• [TRY IT]:
Your task is to filter the data below down to the lines holding "Serialize".

[Source data]
________

//! Recovery middleware turning panics and timeouts into JSON errors.

use std::any::Any;
use std::future::ready;
use std::time::Duration;

use axum::Router;
use axum::error_handling::HandleErrorLayer;
use axum::response::{IntoResponse, Response};
#[cfg(any(test, feature = "config"))]
use clap::Args;
use futures::future::{BoxFuture, FutureExt};
use serde::{Deserialize, Serialize};
use tower::ServiceBuilder;
use tower::timeout::TimeoutLayer;
use tower_http::catch_panic::CatchPanicLayer;

use crate::handler::{Error, ErrorKind};
use crate::{TRACING_TARGET_RECOVERY_ERROR, TRACING_TARGET_RECOVERY_PANIC};

type ResponseFut = BoxFuture<'static, Response>;
type Panic = Box<dyn Any + Send + 'static>;

/// Configuration for recovery middleware behavior.
#[derive(Debug, Clone, Serialize, Deserialize)]
#[cfg_attr(any(test, feature = "config"), derive(Args))]
#[must_use = "config does nothing unless you use it"]
pub struct RecoveryConfig {
    /// Seconds a request may run before it is answered with 408.
    #[cfg_attr(
        any(test, feature = "config"),
        arg(long = "request-timeout", env = "REQUEST_TIMEOUT", default_value = "30")
    )]
    pub request_timeout_secs: u64,
}

impl Default for RecoveryConfig {
    fn default() -> Self {
        Self {
            request_timeout_secs: 30,
        }
    }
}

impl RecoveryConfig {
    /// Creates a new configuration with the specified request timeout in seconds.
    pub fn with_timeout_secs(secs: u64) -> Self {
        Self {
            request_timeout_secs: secs,
        }
    }

    /// Returns the request timeout as a Duration.
    pub fn request_timeout(&self) -> Duration {
        Duration::from_secs(self.request_timeout_secs)
    }
}

/// Extension trait for `axum::`[`Router`] to apply recovery middleware.
pub trait RouterRecoveryExt<S> {
    /// Layers timeout, panic and service error handling.
    fn with_recovery(self, config: &RecoveryConfig) -> Self;

    /// Layers recovery middleware with a 30-second timeout.
    fn with_default_recovery(self) -> Self;
}

impl<S> RouterRecoveryExt<S> for Router<S>
where
    S: Clone + Send + Sync + 'static,
{
    fn with_recovery(self, config: &RecoveryConfig) -> Self {
        let middlewares = ServiceBuilder::new()
            .layer(HandleErrorLayer::new(handle_error))
            .layer(CatchPanicLayer::custom(catch_panic))
            .layer(TimeoutLayer::new(config.request_timeout()));

        self.layer(middlewares)
    }

    fn with_default_recovery(self) -> Self {
        self.with_recovery(&RecoveryConfig::default())
    }
}

fn handle_error(err: tower::BoxError) -> ResponseFut {
    use tower::timeout::error::Elapsed;

    let error = if err.is::<Elapsed>() {
        tracing::warn!(
            target: TRACING_TARGET_RECOVERY_ERROR,
            error = %err,
            "request timeout exceeded"
        );

        ErrorKind::RequestTimeout.with_context(err.to_string())
    } else {
        tracing::error!(
            target: TRACING_TARGET_RECOVERY_ERROR,
            error = %err,
            "unknown middleware error"
        );

        Error::new(ErrorKind::InternalServerError).with_context(err.to_string())
    };

    ready(error.into_response()).boxed()
}

fn catch_panic(err: Panic) -> Response {
    if let Some(error) = err.downcast_ref::<Error>() {
        tracing::error!(
            target: TRACING_TARGET_RECOVERY_PANIC,
            error = %error,
            "service panic"
        );
        return error.clone().into_response();
    }

    let message = err
        .downcast_ref::<String>()
        .map(String::as_str)
        .or_else(|| err.downcast_ref::<&str>().copied())
        .unwrap_or("unknown panic type");

    tracing::error!(
        target: TRACING_TARGET_RECOVERY_PANIC,
        message = %message,
        "service panic"
    );

    Error::new(ErrorKind::InternalServerError).into_response()
}

#[cfg(test)]
mod tests {
    use axum::http::StatusCode;
    use axum::routing::get;
    use axum_test::TestServer;

    use super::*;

    async fn slow() -> &'static str {
        tokio::time::sleep(Duration::from_secs(5)).await;
        "done"
    }

    async fn explode() -> &'static str {
        panic!("handler exploded")
    }

    #[tokio::test]
    async fn timeout_becomes_request_timeout() -> anyhow::Result<()> {
        let config = RecoveryConfig::with_timeout_secs(0);
        let router = Router::new().route("/slow", get(slow)).with_recovery(&config);
        let server = TestServer::new(router)?;

        let response = server.get("/slow").await;
        response.assert_status(StatusCode::REQUEST_TIMEOUT);
        assert_eq!(response.json::<serde_json::Value>()["name"], "request_timeout");
        Ok(())
    }

    #[tokio::test]
    async fn panic_becomes_internal_error() -> anyhow::Result<()> {
        let router = Router::new().route("/panic", get(explode)).with_default_recovery();
        let server = TestServer::new(router)?;

        let response = server.get("/panic").await;
        response.assert_status(StatusCode::INTERNAL_SERVER_ERROR);
        assert_eq!(
            response.json::<serde_json::Value>()["name"],
            "internal_server_error"
        );
        Ok(())
    }
}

________

• [PROBLEM SOLUTION]:
use serde::{Deserialize, Serialize};
#[derive(Debug, Clone, Serialize, Deserialize)]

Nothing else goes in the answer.